You should not need a site catalog - the default here is using HTCondor's builtin file transfers.
What version of Pegasus are you using?
Yes, I've changed the image path in montage-workflow.py as the previous comment showing. The image path is set to file:///local-scratch/scitech/montage-workflow-v3/montage-workflow-v3.sif
or you mean I shouldn't write the local-scratch
word in the location?
$ realpath scratch/montage-workflow-v3.sif
/home/scitech/montage-workflow-v3/scratch/montage-workflow-v3.sif
I also tried to change the path to file:///local-scratch/montage-workflow-v3.sif
but still got transfer error.

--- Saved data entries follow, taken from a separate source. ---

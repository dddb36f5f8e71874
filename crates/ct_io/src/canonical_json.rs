//! Canonical JSON for artifacts.
//! - Objects: keys sorted by UTF-8 byte order
//! - Arrays: order preserved (callers emit stable orders)
//! - Output: compact, no trailing newline
//! - Writes: temp file in the target directory, fsync, rename; fsync(dir) on Unix.
//!   If the rename fails the bytes are written to the target directly.

use std::fs::{self, OpenOptions};
use std::io::{self, Write};
use std::path::{Path, PathBuf};

use serde::Serialize;
use serde_json::Value;

use crate::IoResult;

/// Canonical bytes of an already-built `Value`.
pub fn canonical_value_bytes(v: &Value) -> Vec<u8> {
    let mut out = Vec::with_capacity(1024);
    write_value(v, &mut out);
    out
}

/// Canonical bytes of any serializable value (goes through `serde_json::Value`).
pub fn to_canonical_bytes<T: Serialize + ?Sized>(value: &T) -> IoResult<Vec<u8>> {
    let v = serde_json::to_value(value)?;
    Ok(canonical_value_bytes(&v))
}

/// Serialize `value` canonically and write it to `path` atomically.
pub fn write_canonical_file<T: Serialize + ?Sized>(path: &Path, value: &T) -> IoResult<()> {
    let bytes = to_canonical_bytes(value)?;
    write_atomic(path, &bytes)?;
    Ok(())
}

/// Atomic byte write used for every artifact (canonical JSON or rendered HTML).
pub fn write_atomic(path: &Path, bytes: &[u8]) -> io::Result<()> {
    let parent = match path.parent() {
        Some(p) if !p.as_os_str().is_empty() => p.to_path_buf(),
        _ => PathBuf::from("."),
    };
    fs::create_dir_all(&parent)?;

    let tmp = unique_tmp_path(path);
    let mut tf = OpenOptions::new().write(true).create_new(true).open(&tmp)?;
    tf.write_all(bytes)?;
    tf.sync_all()?;
    drop(tf);

    if fs::rename(&tmp, path).is_err() {
        let direct = (|| -> io::Result<()> {
            let mut f = OpenOptions::new().write(true).create(true).truncate(true).open(path)?;
            f.write_all(bytes)?;
            f.sync_all()
        })();
        let _ = fs::remove_file(&tmp);
        direct?;
    }
    let _ = fsync_dir(&parent);
    Ok(())
}

fn write_value(v: &Value, out: &mut Vec<u8>) {
    match v {
        Value::Null => out.extend_from_slice(b"null"),
        Value::Bool(b) => out.extend_from_slice(if *b { b"true" } else { b"false" }),
        Value::Number(n) => out.extend_from_slice(n.to_string().as_bytes()),
        Value::String(s) => write_json_string(s, out),
        Value::Array(items) => {
            out.push(b'[');
            for (i, item) in items.iter().enumerate() {
                if i > 0 {
                    out.push(b',');
                }
                write_value(item, out);
            }
            out.push(b']');
        }
        Value::Object(map) => {
            out.push(b'{');
            let mut keys: Vec<&String> = map.keys().collect();
            keys.sort_unstable();
            for (i, k) in keys.into_iter().enumerate() {
                if i > 0 {
                    out.push(b',');
                }
                write_json_string(k, out);
                out.push(b':');
                write_value(&map[k.as_str()], out);
            }
            out.push(b'}');
        }
    }
}

fn write_json_string(s: &str, out: &mut Vec<u8>) {
    // `Value::String` display is the escaped, quoted form.
    out.extend_from_slice(Value::String(s.to_owned()).to_string().as_bytes());
}

/// "<filename>.<pid>.<counter>.tmp" next to `target`.
fn unique_tmp_path(target: &Path) -> PathBuf {
    use std::sync::atomic::{AtomicU64, Ordering};

    static COUNTER: AtomicU64 = AtomicU64::new(0);
    let n = COUNTER.fetch_add(1, Ordering::Relaxed);
    let fname = target.file_name().and_then(|s| s.to_str()).unwrap_or("artifact");
    target.with_file_name(format!("{fname}.{}.{n}.tmp", std::process::id()))
}

#[cfg(unix)]
fn fsync_dir(dir: &Path) -> io::Result<()> {
    OpenOptions::new().read(true).open(dir)?.sync_all()
}

#[cfg(not(unix))]
fn fsync_dir(_dir: &Path) -> io::Result<()> {
    Ok(())
}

Because I thought the local-scratch
may indicate to /home/scitech/montage-workflow-v3/scratch/
.
container = None
if tc_target == 'container':
container = Container('montage',
Container.SINGULARITY,
'file:///local-scratch/montage-workflow-v3.sif',
image_site="local"
).add_env(MONTAGE_HOME='/opt/Montage')
tc.add_containers(container)
My Pegasus version is 5.0.8
.
$ pegasus-version
5.0.8
I mean that /local-scratch/scitech/montage-workflow-v3/montage-workflow-v3.sif
was the path on my system. You have to replace it with the path on your system (/home/scitech/montage-workflow-v3/montage-workflow-v3.sif
).
You can reproduce this in the Pegasus tutorial container. I downloaded the
montage-workflow-v3.sif
and modified the apptainer command to make it use the local image inexample-dss-containers.sh
.After submitting the plan for 10 minutes, you can see that there's only
stage_in_local_local_0_0
still running. Now, it has been running over an hour while the workflow gallery says it should only take 5 minutes.In run dir, no stdout or stderr is printed to files. The contents of stdin are shown below.